Мы оба думали, не результат ли это той невыразимо острой пищи, которой он ублажал себя в Армении. Неприятное явление прекратилось, и Гроссман успокоился. Врачи-онкологи мне потом говорили, что, если бы он не запустил болезнь, его можно было бы спасти или, по крайней мере, продлить ему жизнь на 5-6 лет.

Он как бы забыл о случившемся, много, с увлечением работал, но на здоровье иногда жаловался, что раньше было ему несвойственно. Однако, несмотря на недомогание, читал газеты, ловил "вражеские" голоса, отзывчиво и любовно следил за литературными делами своих друзей. Вот что он мне в это время написал в Малеевку:



"Дорогой Сема, получил твое письмо. Рад, что чувствуешь себя лучше. Рад, что твое стихотворение наконец опубликовано в "Литер[атурной] газете". Неожиданно ли это для тебя? Ведь перед отъездом ты говорил мне, что редакция решила не публиковать этих стихов. Так или иначе - очень рад этому, девятому, по-моему, из опубликованных твоих стихотворений. Рад, что ты гуляешь сам с собой и сообщаешь, что "такой спутник мне никогда не может наскучить". Как бывает тяжел этот спутник, как мучительно бывает общение с ним. Помнишь "...читая жизнь мою, я трепещу и проклинаю, и горько жалуюсь, и горько слезы лью". Ох, уж этот нескучный, он человек обоюдный, как с ним поведешь себя. У меня совершенно нет нового, - "тишина немая и не слышно лая псов сторожевых". Кстати, Катя * рассказала мне, что Диккенс (она сейчас переводит его письма) разошелся с женой, когда у них было 10 детей. Пишу это без страха вызвать в ком-либо опасные мысли по этому случаю, так как знаю, что заразительны лишь дурные примеры..."
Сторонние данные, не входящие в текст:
//! Samasa (compound) formation
//!
//! Each compound kind has a stem policy: which members lose their case
//! ending, whether a final `न्` or a hiatus `अ` is dropped, and which closed
//! list the first member must come from. The reduced stems are then fused
//! through the [`SandhiResolver`].

use crate::config::CompoundConfig;
use crate::error::{Result, SandhiError};
use crate::phoneme::{Phoneme, PhonemeBuf};
use crate::resolver::{MergeResult, SandhiResolver};
use crate::script;
use serde::{Deserialize, Serialize};
use std::collections::{HashMap, HashSet};
use std::fmt;
use std::str::FromStr;

const FINAL_N: Phoneme = Phoneme::new('न');

/// The six compound kinds
#[derive(Debug, Clone, Copy, PartialEq, Eq, Hash, Serialize, Deserialize)]
#[serde(rename_all = "kebab-case")]
pub enum CompoundKind {
    /// Adverbial; first member indeclinable
    Avyayibhava,
    /// Determinative
    Tatpurusa,
    /// Descriptive
    Karmadharaya,
    /// Numerical; first member a numeral
    Dvigu,
    /// Copulative
    Dvandva,
    /// Possessive
    Bahuvrihi,
}

impl CompoundKind {
    pub const ALL: [CompoundKind; 6] = [
        CompoundKind::Avyayibhava,
        CompoundKind::Tatpurusa,
        CompoundKind::Karmadharaya,
        CompoundKind::Dvigu,
        CompoundKind::Dvandva,
        CompoundKind::Bahuvrihi,
    ];

    pub fn name(self) -> &'static str {
        match self {
            CompoundKind::Avyayibhava => "avyayibhava",
            CompoundKind::Tatpurusa => "tatpurusa",
            CompoundKind::Karmadharaya => "karmadharaya",
            CompoundKind::Dvigu => "dvigu",
            CompoundKind::Dvandva => "dvandva",
            CompoundKind::Bahuvrihi => "bahuvrihi",
        }
    }

    pub fn devanagari(self) -> &'static str {
        match self {
            CompoundKind::Avyayibhava => "अव्ययीभाव",
            CompoundKind::Tatpurusa => "तत्पुरुष",
            CompoundKind::Karmadharaya => "कर्मधारय",
            CompoundKind::Dvigu => "द्विगु",
            CompoundKind::Dvandva => "द्वन्द्व",
            CompoundKind::Bahuvrihi => "बहुव्रीहि",
        }
    }
}

impl fmt::Display for CompoundKind {
    fn fmt(&self, f: &mut fmt::Formatter<'_>) -> fmt::Result {
        f.write_str(self.name())
    }
}

impl FromStr for CompoundKind {
    type Err = SandhiError;

    fn from_str(s: &str) -> Result<Self> {
        let key = s.trim();
        let ascii = key.to_ascii_lowercase();
        let ascii = match ascii.as_str() {
            "tatpurusha" => "tatpurusa",
            "avyayibhaava" => "avyayibhava",
            other => other,
        };

        Self::ALL
            .into_iter()
            .find(|kind| kind.name() == ascii || kind.devanagari() == key)
            .ok_or_else(|| SandhiError::invalid_argument("compound kind", s))
    }
}

/// Outcome of compound formation
#[derive(Debug, Clone, PartialEq, Eq, Serialize, Deserialize)]
#[serde(tag = "status", rename_all = "kebab-case")]
pub enum Compound {
    Formed(MergeResult),
    /// The members do not qualify for the requested kind
    NotApplicable { reason: String },
}

impl Compound {
    pub fn merged(&self) -> Option<&str> {
        match self {
            Compound::Formed(result) => Some(&result.merged),
            Compound::NotApplicable { .. } => None,
        }
    }

    pub fn is_formed(&self) -> bool {
        matches!(self, Compound::Formed(_))
    }
}

#[derive(Debug, Clone, Default, PartialEq, Eq)]
struct StemPolicy {
    strip_first: bool,
    strip_second: bool,
    drop_final_n: bool,
    drop_hiatus_a: bool,
    first_member: Option<String>,
}

#[derive(Debug, Clone)]
struct CaseEnding {
    ending: PhonemeBuf,
    stem_final: Option<Phoneme>,
}

/// Compiled compound tables
#[derive(Debug, Clone)]
pub struct CompoundTables {
    min_stem_syllables: usize,
    /// Longest first
    case_endings: Vec<CaseEnding>,
    policies: HashMap<CompoundKind, StemPolicy>,
    closed_lists: HashMap<String, HashSet<String>>,
    substitutions: HashMap<CompoundKind, Vec<(Vec<Phoneme>, Vec<Phoneme>)>>,
}

impl CompoundTables {
    pub fn from_config(config: &CompoundConfig) -> Result<Self> {
        let mut case_endings = Vec::with_capacity(config.case_endings.len());
        for entry in &config.case_endings {
            let ending = script::decode_buf(&script::canonicalize(entry.ending.trim()));
            if ending.is_empty() {
                return Err(SandhiError::ConfigurationError(
                    "empty case ending in compound tables".to_string(),
                ));
            }
            let stem_final = match entry.stem_final.as_deref() {
                Some(text) => Some(single_phoneme(text, "stem_final")?),
                None => None,
            };
            case_endings.push(CaseEnding { ending, stem_final });
        }
        case_endings.sort_by(|a, b| b.ending.len().cmp(&a.ending.len()));

        let closed_lists: HashMap<String, HashSet<String>> = config
            .closed_lists
            .iter()
            .map(|(name, words)| {
                let words = words
                    .iter()
                    .map(|w| script::canonicalize(w.trim()))
                    .collect();
                (name.clone(), words)
            })
            .collect();

        let mut policies = HashMap::new();
        for policy in &config.policies {
            let kind: CompoundKind = policy
                .kind
                .parse()
                .map_err(|e| SandhiError::ConfigurationError(format!("compound policy: {e}")))?;

            if let Some(list) = &policy.first_member {
                if !closed_lists.contains_key(list) {
                    return Err(SandhiError::ConfigurationError(format!(
                        "{kind} policy refers to unknown closed list '{list}'"
                    )));
                }
            }

            let compiled = StemPolicy {
                strip_first: policy.strip_first,
                strip_second: policy.strip_second,
                drop_final_n: policy.drop_final_n,
                drop_hiatus_a: policy.drop_hiatus_a,
                first_member: policy.first_member.clone(),
            };
            if policies.insert(kind, compiled).is_some() {
                return Err(SandhiError::ConfigurationError(format!(
                    "{kind} policy is defined twice"
                )));
            }
        }

        let mut substitutions: HashMap<CompoundKind, Vec<_>> = HashMap::new();
        for substitution in &config.substitutions {
            let kind: CompoundKind = substitution.kind.parse().map_err(|e| {
                SandhiError::ConfigurationError(format!("compound substitution: {e}"))
            })?;
            let from = script::decode(&script::canonicalize(substitution.from.trim()));
            let to = script::decode(&script::canonicalize(substitution.to.trim()));
            if from.is_empty() || to.is_empty() {
                return Err(SandhiError::ConfigurationError(format!(
                    "{kind} substitution with an empty side"
                )));
            }
            substitutions.entry(kind).or_default().push((from, to));
        }

        Ok(Self {
            min_stem_syllables: config.min_stem_syllables,
            case_endings,
            policies,
            closed_lists,
            substitutions,
        })
    }

    pub fn min_stem_syllables(&self) -> usize {
        self.min_stem_syllables
    }

    /// Remove the longest case ending that leaves a long enough stem
    pub fn strip_case_ending(&self, word: &[Phoneme]) -> Vec<Phoneme> {
        for entry in &self.case_endings {
            let Some(stem) = word.strip_suffix(entry.ending.as_slice()) else {
                continue;
            };

            let mut stem = stem.to_vec();
            stem.extend(entry.stem_final);
            if script::syllable_count(&stem) >= self.min_stem_syllables {
                return stem;
            }
        }
        word.to_vec()
    }

    fn policy(&self, kind: CompoundKind) -> StemPolicy {
        self.policies.get(&kind).cloned().unwrap_or_default()
    }

    fn in_closed_list(&self, list: &str, word: &str) -> bool {
        self.closed_lists
            .get(list)
            .is_some_and(|words| words.contains(word))
    }

    fn substitute(&self, kind: CompoundKind, stem: Vec<Phoneme>) -> Vec<Phoneme> {
        self.substitutions
            .get(&kind)
            .and_then(|pairs| pairs.iter().find(|(from, _)| *from == stem))
            .map(|(_, to)| to.clone())
            .unwrap_or(stem)
    }
}

fn single_phoneme(text: &str, field: &str) -> Result<Phoneme> {
    match script::decode(&script::canonicalize(text.trim())).as_slice() {
        [phoneme] => Ok(*phoneme),
        _ => Err(SandhiError::ConfigurationError(format!(
            "{field} '{text}' must be a single sound"
        ))),
    }
}

/// Forms compounds of a given kind
#[derive(Debug, Clone, Copy)]
pub struct CompoundBuilder<'g> {
    tables: &'g CompoundTables,
    resolver: SandhiResolver<'g>,
}

impl<'g> CompoundBuilder<'g> {
    pub fn new(tables: &'g CompoundTables, resolver: SandhiResolver<'g>) -> Self {
        Self { tables, resolver }
    }

    /// Reduce both members according to the kind's policy, then fuse them
    pub fn build(&self, first: &str, second: &str, kind: CompoundKind) -> Result<Compound> {
        let first = script::canonicalize(first.trim());
        let second = script::canonicalize(second.trim());
        if first.is_empty() || second.is_empty() {
            return Err(SandhiError::InvalidInput(format!(
                "{kind} needs two non-empty members"
            )));
        }

        let policy = self.tables.policy(kind);

        if let Some(list) = &policy.first_member {
            if !self.tables.in_closed_list(list, &first) {
                return Ok(Compound::NotApplicable {
                    reason: format!("'{first}' is not in the {list} list required for {kind}"),
                });
            }
        }

        let mut first_stem = script::decode(&first);
        if policy.strip_first {
            first_stem = self.tables.strip_case_ending(&first_stem);
        }
        if policy.drop_final_n && first_stem.len() > 1 && first_stem.last() == Some(&FINAL_N) {
            first_stem.pop();
        }
        if policy.drop_hiatus_a {
            drop_hiatus_a(&mut first_stem);
        }
        let first_stem = self.tables.substitute(kind, first_stem);

        let mut second_stem = script::decode(&second);
        if policy.strip_second {
            second_stem = self.tables.strip_case_ending(&second_stem);
        }

        let first_stem = script::render(&first_stem);
        let second_stem = script::render(&second_stem);
        tracing::debug!("{kind}: {first} + {second} reduced to {first_stem} + {second_stem}");

        self.resolver
            .apply(&first_stem, &second_stem)
            .map(Compound::Formed)
    }
}

/// A written vowel `अ` directly after another vowel
fn drop_hiatus_a(stem: &mut Vec<Phoneme>) {
    if let [.., previous, last] = stem.as_slice() {
        if *last == script::INHERENT_A && previous.is_vowel() {
            stem.pop();
        }
    }
}
//! Verb paradigms
//!
//! One ending table per (lakara, pada), nine endings each, person-major.
//! Forms are built by replacing the stem's thematic vowel with the ending;
//! detection runs the same tables backwards.

use crate::config::ConjugationConfig;
use crate::error::{Result, SandhiError};
use crate::lexicon::{AffixTrie, Lexicon, RootPada};
use crate::paradigm::{decode_stem, parse_named, Endings, Vachana};
use crate::phoneme::Phoneme;
use crate::script;
use serde::{Deserialize, Serialize};
use std::collections::HashMap;
use std::fmt;
use std::str::FromStr;

/// Tense / mood
#[derive(Debug, Clone, Copy, PartialEq, Eq, Hash, PartialOrd, Ord, Serialize, Deserialize)]
#[serde(rename_all = "kebab-case")]
pub enum Lakara {
    /// Present
    Lat,
    /// Imperfect
    Lan,
    /// Simple future
    Lrt,
    /// Periphrastic future
    Lut,
    /// Conditional
    Lrn,
    /// Imperative
    Lot,
    /// Optative
    Vidhilin,
    /// Benedictive
    Ashirlin,
    /// Aorist
    Lun,
}

impl Lakara {
    pub const ALL: [Lakara; 9] = [
        Lakara::Lat,
        Lakara::Lan,
        Lakara::Lrt,
        Lakara::Lut,
        Lakara::Lrn,
        Lakara::Lot,
        Lakara::Vidhilin,
        Lakara::Ashirlin,
        Lakara::Lun,
    ];

    pub fn name(self) -> &'static str {
        match self {
            Lakara::Lat => "lat",
            Lakara::Lan => "lan",
            Lakara::Lrt => "lrt",
            Lakara::Lut => "lut",
            Lakara::Lrn => "lrn",
            Lakara::Lot => "lot",
            Lakara::Vidhilin => "vidhilin",
            Lakara::Ashirlin => "ashirlin",
            Lakara::Lun => "lun",
        }
    }

    pub fn devanagari(self) -> &'static str {
        match self {
            Lakara::Lat => "लट्",
            Lakara::Lan => "लङ्",
            Lakara::Lrt => "लृट्",
            Lakara::Lut => "लुट्",
            Lakara::Lrn => "लृङ्",
            Lakara::Lot => "लोट्",
            Lakara::Vidhilin => "विधिलिङ्",
            Lakara::Ashirlin => "आशीर्लिङ्",
            Lakara::Lun => "लुङ्",
        }
    }

    fn aliases(self) -> &'static [&'static str] {
        match self {
            Lakara::Lat => &["लट्", "present"],
            Lakara::Lan => &["लङ्", "imperfect"],
            Lakara::Lrt => &["लृट्", "future"],
            Lakara::Lut => &["लुट्", "periphrastic-future"],
            Lakara::Lrn => &["लृङ्", "conditional"],
            Lakara::Lot => &["लोट्", "imperative"],
            Lakara::Vidhilin => &["विधिलिङ्", "optative"],
            Lakara::Ashirlin => &["आशीर्लिङ्", "benedictive"],
            Lakara::Lun => &["लुङ्", "aorist"],
        }
    }
}

impl fmt::Display for Lakara {
    fn fmt(&self, f: &mut fmt::Formatter<'_>) -> fmt::Result {
        f.write_str(self.name())
    }
}

impl FromStr for Lakara {
    type Err = SandhiError;

    fn from_str(s: &str) -> Result<Self> {
        parse_named(s, "lakara", &Self::ALL, |l| l.name(), |l| l.aliases())
    }
}

/// Voice
#[derive(Debug, Clone, Copy, PartialEq, Eq, Hash, PartialOrd, Ord, Serialize, Deserialize)]
#[serde(rename_all = "kebab-case")]
pub enum Pada {
    Parasmaipada,
    Atmanepada,
}

impl Pada {
    pub const ALL: [Pada; 2] = [Pada::Parasmaipada, Pada::Atmanepada];

    pub fn name(self) -> &'static str {
        match self {
            Pada::Parasmaipada => "parasmaipada",
            Pada::Atmanepada => "atmanepada",
        }
    }

    fn aliases(self) -> &'static [&'static str] {
        match self {
            Pada::Parasmaipada => &["परस्मैपद", "active"],
            Pada::Atmanepada => &["आत्मनेपद", "middle"],
        }
    }
}

impl fmt::Display for Pada {
    fn fmt(&self, f: &mut fmt::Formatter<'_>) -> fmt::Result {
        f.write_str(self.name())
    }
}

impl FromStr for Pada {
    type Err = SandhiError;

    fn from_str(s: &str) -> Result<Self> {
        parse_named(s, "pada", &Self::ALL, |p| p.name(), |p| p.aliases())
    }
}

/// Grammatical person, in traditional order (third person first)
#[derive(Debug, Clone, Copy, PartialEq, Eq, Hash, PartialOrd, Ord, Serialize, Deserialize)]
#[serde(rename_all = "kebab-case")]
pub enum Purusha {
    Prathama,
    Madhyama,
    Uttama,
}

impl Purusha {
    pub const ALL: [Purusha; 3] = [Purusha::Prathama, Purusha::Madhyama, Purusha::Uttama];

    pub fn name(self) -> &'static str {
        match self {
            Purusha::Prathama => "prathama",
            Purusha::Madhyama => "madhyama",
            Purusha::Uttama => "uttama",
        }
    }

    pub fn index(self) -> usize {
        self as usize
    }

    fn aliases(self) -> &'static [&'static str] {
        match self {
            Purusha::Prathama => &["प्रथम", "third"],
            Purusha::Madhyama => &["मध्यम", "second"],
            Purusha::Uttama => &["उत्तम", "first"],
        }
    }
}

impl fmt::Display for Purusha {
    fn fmt(&self, f: &mut fmt::Formatter<'_>) -> fmt::Result {
        f.write_str(self.name())
    }
}

impl FromStr for Purusha {
    type Err = SandhiError;

    fn from_str(s: &str) -> Result<Self> {
        parse_named(s, "purusha", &Self::ALL, |p| p.name(), |p| p.aliases())
    }
}

/// A full 3×3 table for one stem, indexed `[purusha][vachana]`
#[derive(Debug, Clone, PartialEq, Eq, Serialize, Deserialize)]
pub struct Paradigm {
    pub stem: String,
    pub lakara: Lakara,
    pub pada: Pada,
    pub forms: [[String; 3]; 3],
}

impl Paradigm {
    pub fn get(&self, purusha: Purusha, vachana: Vachana) -> &str {
        &self.forms[purusha.index()][vachana.index()]
    }
}

/// What a finite verb form was recognised as
#[derive(Debug, Clone, PartialEq, Eq, Serialize, Deserialize)]
pub struct VerbAnalysis {
    pub form: String,
    pub stem: String,
    pub ending: String,
    pub lakara: Lakara,
    pub pada: Pada,
    pub purusha: Purusha,
    pub vachana: Vachana,
    /// Lexicon root of the stem, if known
    pub root: Option<String>,
    /// The root takes both voices, so `pada` is only the form's voice
    pub ubhayapada: bool,
}

#[derive(Debug, Clone)]
struct ConjugationTable {
    lakara: Lakara,
    pada: Pada,
    endings: Endings,
}

/// Compiled verb paradigms
#[derive(Debug, Clone)]
pub struct ConjugationTables {
    tables: Vec<ConjugationTable>,
    index: HashMap<(Lakara, Pada), usize>,
    /// Reversed endings → (table, cell)
    detector: AffixTrie<(usize, usize)>,
}

impl ConjugationTables {
    pub fn from_config(configs: &[ConjugationConfig]) -> Result<Self> {
        let mut tables = Vec::with_capacity(configs.len());
        let mut index = HashMap::new();
        let mut detector = AffixTrie::new();

        for config in configs {
            let lakara: Lakara = config
                .lakara
                .parse()
                .map_err(|e| SandhiError::ConfigurationError(format!("conjugation table: {e}")))?;
            let pada: Pada = config
                .pada
                .parse()
                .map_err(|e| SandhiError::ConfigurationError(format!("conjugation table: {e}")))?;

            let label = format!("{lakara} {pada}");
            let endings =
                Endings::compile(&label, config.stem_final.as_deref(), &config.endings, 9)?;

            let position = tables.len();
            if index.insert((lakara, pada), position).is_some() {
                return Err(SandhiError::ConfigurationError(format!(
                    "{label} table is declared twice"
                )));
            }

            for (cell, ending) in endings.cells().enumerate() {
                detector.insert(ending.iter().rev().copied(), (position, cell));
            }
            tables.push(ConjugationTable {
                lakara,
                pada,
                endings,
            });
        }

        Ok(Self {
            tables,
            index,
            detector,
        })
    }

    pub fn len(&self) -> usize {
        self.tables.len()
    }

    pub fn is_empty(&self) -> bool {
        self.tables.is_empty()
    }

    /// Declared (lakara, pada) pairs, in declaration order
    pub fn available(&self) -> impl Iterator<Item = (Lakara, Pada)> + '_ {
        self.tables.iter().map(|t| (t.lakara, t.pada))
    }

    fn table(&self, lakara: Lakara, pada: Pada) -> Result<&ConjugationTable> {
        self.index
            .get(&(lakara, pada))
            .map(|&i| &self.tables[i])
            .ok_or_else(|| {
                SandhiError::InvalidArgument(format!("no {lakara} {pada} table in this grammar"))
            })
    }
}

/// Builds and recognises finite verb forms
#[derive(Debug, Clone, Copy)]
pub struct Conjugator<'g> {
    tables: &'g ConjugationTables,
    lexicon: &'g Lexicon,
}

impl<'g> Conjugator<'g> {
    pub fn new(tables: &'g ConjugationTables, lexicon: &'g Lexicon) -> Self {
        Self { tables, lexicon }
    }

    pub fn conjugate(&self, stem: &str, lakara: Lakara, pada: Pada) -> Result<Paradigm> {
        let phonemes = decode_stem(stem)?;
        let table = self.tables.table(lakara, pada)?;

        let forms = std::array::from_fn(|person| {
            std::array::from_fn(|number| table.endings.attach(&phonemes, person * 3 + number))
        });

        Ok(Paradigm {
            stem: script::render(&phonemes),
            lakara,
            pada,
            forms,
        })
    }

    pub fn form(
        &self,
        stem: &str,
        lakara: Lakara,
        pada: Pada,
        purusha: Purusha,
        vachana: Vachana,
    ) -> Result<String> {
        let phonemes = decode_stem(stem)?;
        let table = self.tables.table(lakara, pada)?;
        Ok(table
            .endings
            .attach(&phonemes, purusha.index() * 3 + vachana.index()))
    }

    /// Recognise a finite form by its longest known ending
    ///
    /// When several tables share that ending the first declared wins.
    pub fn detect(&self, form: &str) -> Option<VerbAnalysis> {
        let form = script::canonicalize(form.trim());
        let phonemes = script::decode(&form);
        let limit = phonemes.len().checked_sub(1)?;

        let (len, cells) = self
            .tables
            .detector
            .longest_match(phonemes.iter().rev().copied(), limit)?;
        let &(position, cell) = cells.first()?;
        let table = &self.tables.tables[position];

        let (base, ending) = phonemes.split_at(phonemes.len() - len);
        let mut stem: Vec<Phoneme> = base.to_vec();
        stem.extend(table.endings.stem_final());

        let root = self.lexicon.find_root(&stem);
        let ubhayapada = root.is_some_and(|r| r.pada == Some(RootPada::Ubhayapada));

        Some(VerbAnalysis {
            stem: script::render(&stem),
            ending: script::render(ending),
            lakara: table.lakara,
            pada: table.pada,
            purusha: Purusha::ALL[cell / 3],
            vachana: Vachana::ALL[cell % 3],
            root: root.map(|r| r.root.clone()),
            ubhayapada,
            form,
        })
    }
}

#[cfg(test)]
mod tests {
    use super::*;
    use crate::config::embedded_grammar_config;
    use crate::grammar::Grammar;

    fn conjugator() -> Conjugator<'static> {
        Grammar::embedded().conjugator()
    }

    #[test]
    fn test_present_active() {
        let paradigm = conjugator()
            .conjugate("पठ", Lakara::Lat, Pada::Parasmaipada)
            .unwrap();
        assert_eq!(paradigm.get(Purusha::Prathama, Vachana::Eka), "पठति");
        assert_eq!(paradigm.get(Purusha::Prathama, Vachana::Bahu), "पठन्ति");
        assert_eq!(paradigm.get(Purusha::Madhyama, Vachana::Dvi), "पठथः");
        assert_eq!(paradigm.get(Purusha::Uttama, Vachana::Eka), "पठामि");
    }

    #[test]
    fn test_single_form() {
        let form = conjugator()
            .form(
                "गच्छ",
                Lakara::Lrt,
                Pada::Parasmaipada,
                Purusha::Prathama,
                Vachana::Eka,
            )
            .unwrap();
        assert_eq!(form, "गच्छिष्यति");

        let form = conjugator()
            .form(
                "लभ",
                Lakara::Lat,
                Pada::Atmanepada,
                Purusha::Prathama,
                Vachana::Eka,
            )
            .unwrap();
        assert_eq!(form, "लभते");
    }

    #[test]
    fn test_detect_present() {
        let analysis = conjugator().detect("पठति").unwrap();
        assert_eq!(analysis.lakara, Lakara::Lat);
        assert_eq!(analysis.pada, Pada::Parasmaipada);
        assert_eq!(analysis.purusha, Purusha::Prathama);
        assert_eq!(analysis.vachana, Vachana::Eka);
        assert_eq!(analysis.stem, "पठ");
        assert_eq!(analysis.root.as_deref(), Some("पठ्"));
        assert!(!analysis.ubhayapada);
    }

    #[test]
    fn test_detect_marks_ubhayapada() {
        let analysis = conjugator().detect("पचते").unwrap();
        assert_eq!(analysis.pada, Pada::Atmanepada);
        assert_eq!(analysis.root.as_deref(), Some("पच्"));
        assert!(analysis.ubhayapada);
    }

    #[test]
    fn test_detect_prefers_longest_ending() {
        let analysis = conjugator().detect("पठिष्यन्ति").unwrap();
        assert_eq!(analysis.lakara, Lakara::Lrt);
        assert_eq!(analysis.vachana, Vachana::Bahu);
        assert_eq!(analysis.ending, "इष्यन्ति");
    }

    #[test]
    fn test_detect_rejects_unknown() {
        assert!(conjugator().detect("").is_none());
        assert!(conjugator().detect("xyz").is_none());
    }

    #[test]
    fn test_enum_parsing() {
        assert_eq!("लट्".parse::<Lakara>().unwrap(), Lakara::Lat);
        assert_eq!("VIDHILIN".parse::<Lakara>().unwrap(), Lakara::Vidhilin);
        assert_eq!("आत्मनेपद".parse::<Pada>().unwrap(), Pada::Atmanepada);
        assert_eq!("uttama".parse::<Purusha>().unwrap(), Purusha::Uttama);
        assert!(matches!(
            "perfect".parse::<Lakara>(),
            Err(SandhiError::InvalidArgument(_))
        ));
        assert!(matches!(
            "passive".parse::<Pada>(),
            Err(SandhiError::InvalidArgument(_))
        ));
    }

    #[test]
    fn test_duplicate_table_is_configuration_error() {
        let mut configs = embedded_grammar_config().conjugations.clone();
        configs.push(configs[0].clone());
        assert!(matches!(
            ConjugationTables::from_config(&configs),
            Err(SandhiError::ConfigurationError(_))
        ));
    }

    #[test]
    fn test_missing_table_is_invalid_argument() {
        let configs: Vec<_> = embedded_grammar_config()
            .conjugations
            .iter()
            .filter(|c| c.lakara != "lun")
            .cloned()
            .collect();
        let tables = ConjugationTables::from_config(&configs).unwrap();
        let lexicon = Grammar::embedded().lexicon();
        let conjugator = Conjugator::new(&tables, lexicon);
        assert!(matches!(
            conjugator.conjugate("पठ", Lakara::Lun, Pada::Parasmaipada),
            Err(SandhiError::InvalidArgument(_))
        ));
    }

    #[test]
    fn test_empty_stem_is_invalid_input() {
        assert!(matches!(
            conjugator().conjugate(" ", Lakara::Lat, Pada::Parasmaipada),
            Err(SandhiError::InvalidInput(_))
        ));
    }
}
Письмо от 4 февраля 1963 года:

"...Меня очень порадовала заметка-статейка Дорофеева ** о тебе. Прочел ее несколько раз. Лучше не напишешь. Все вспоминаю, как ты часто повторял: "Хоть бы 5 строчек за 30 лет". Ну вот, наконец, и пришли эти строчки. Мне кажется, что они много помогут и в издательских делах, хотя, конечно, особого оптимизма проявлять не следует. Но есть в них и нечто большее, чем практическое их приложение, они хороши и важны сами по себе, важны в первую очередь для тебя, а не только для тех, кто прочтет их. И потому-то я радовался, читая и перечитывая их. Между прочим, я подумал, что в газете можно опубликовать отрывок из поэмы, если всю целиком они не решат дать...

Гехту *** лучше, температура упала, врачи настроены оптимистически. Гехт стал проявлять интерес к внешнему миру, просил газеты. Но опасность еще не прошла полностью.

* Дочь Гроссмана.

** Я впервые в жизни читал на совместном заседании секций поэтов и переводчиков собственные стихи. Об этом "Литературная газета" опубликовала сочувственную заметку.

*** С. Г. Гехт - наш приятель, о котором я писал выше. Ему сделали операцию аденомы, но сказались восемь лет лагерей, он сильно ослабел, вскоре после операции умер в больнице.